My first New Year’s Eve
with David home to kiss me
when the clock strikes twelve.

Revelations

by Leslie

It’s the last day of 2008, so I thought I’d take a moment to share with you some things I’ve learned over the past year.

  1. Having two children isn’t twice as much work as having one. It’s more than that. Much, much more. And that much more if you have a puppy, too. Particularly if the puppy weighs more than your grandma.
  2. Having another child doesn’t double the love in your heart. It’s does more than that. And though less than a year may have passed since that child came into your life, it won’t feel like it. It’ll feel like she’s been a part of you forever.
  3. Being an only child may not be as awesome as you thought it was, because siblings are useful and parents are a handful.
  4. A good grandpa is impossible to replace.
  5. So is a good husband.
  6. Even though you’re trying to save money, there are some things that are still worth paying for. Like fabric softener and lean meat. Also, dog obedience training.
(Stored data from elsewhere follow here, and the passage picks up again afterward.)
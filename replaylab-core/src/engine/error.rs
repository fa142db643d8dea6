//! Error taxonomy of the engine.
//!
//! `ConfigError` blocks progress until the configuration is fixed.
//! `ControlError` reports a refused operation; the engine state is unchanged.

use crate::components::FactoryError;
use crate::data::DataError;
use crate::domain::Direction;
use chrono::NaiveDateTime;
use std::path::PathBuf;
use thiserror::Error;

use super::controller::SimState;

#[derive(Debug, Error)]
pub enum ConfigError {
    #[error("start time {start} is not before stop time {stop}")]
    InvalidTimeRange {
        start: NaiveDateTime,
        stop: NaiveDateTime,
    },

    #[error("interval must be a non-negative number of seconds, got {0}")]
    NegativeInterval(f64),

    #[error("tick aggregation requested but no tick source configured")]
    MissingTickSource,

    #[error("no candle source configured")]
    MissingCandleSource,

    #[error("no data between {start} and {stop}")]
    NoDataInRange {
        start: NaiveDateTime,
        stop: NaiveDateTime,
    },

    #[error("cyclic indicator dependency: {}", .path.join(" -> "))]
    CyclicDependency { path: Vec<String> },

    #[error("indicator '{name}' is declared twice with different modules or parameters")]
    DependencyConflict { name: String },

    #[error("a plugin named '{0}' already exists")]
    DuplicateName(String),

    #[error("failed to read '{path}': {source}")]
    Io {
        path: PathBuf,
        #[source]
        source: std::io::Error,
    },

    #[error("invalid replay file: {0}")]
    Toml(#[from] toml::de::Error),

    #[error(transparent)]
    Data(#[from] DataError),

    #[error(transparent)]
    Factory(#[from] FactoryError),
}

#[derive(Debug, Error)]
pub enum ControlError {
    #[error("refused while {0:?}")]
    Busy(SimState),

    #[error("simulation is already running")]
    AlreadyRunning,

    #[error("simulation is not running")]
    NotRunning,

    #[error("simulation is not configured")]
    NotConfigured,

    #[error("configuration is not valid")]
    InvalidInput,

    #[error("cannot step while running")]
    SteppingWhileRunning,

    #[error("cannot step {0}: at the edge of the replay window")]
    AtBoundary(Direction),

    #[error("interval must be a non-negative number of seconds, got {0}")]
    NegativeInterval(f64),

    #[error(transparent)]
    Config(#[from] ConfigError),
}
Or counseling.
  7. Forgetting to feed 27 hungry cats is a mistake that’ll make you understand the victims in any zombie movie.
  8. Four-year-olds are smarter than you thought.
  9. Fish are ridiculously fragile. You can kill them with a hard stare.
  10. True friends are easy to discern. They read your blog, adopt your sock monkeys and rave about your buckeyes. They’re willing to invest in anything you put yourself into. And some days, that’s the very reason you choose to get up and live.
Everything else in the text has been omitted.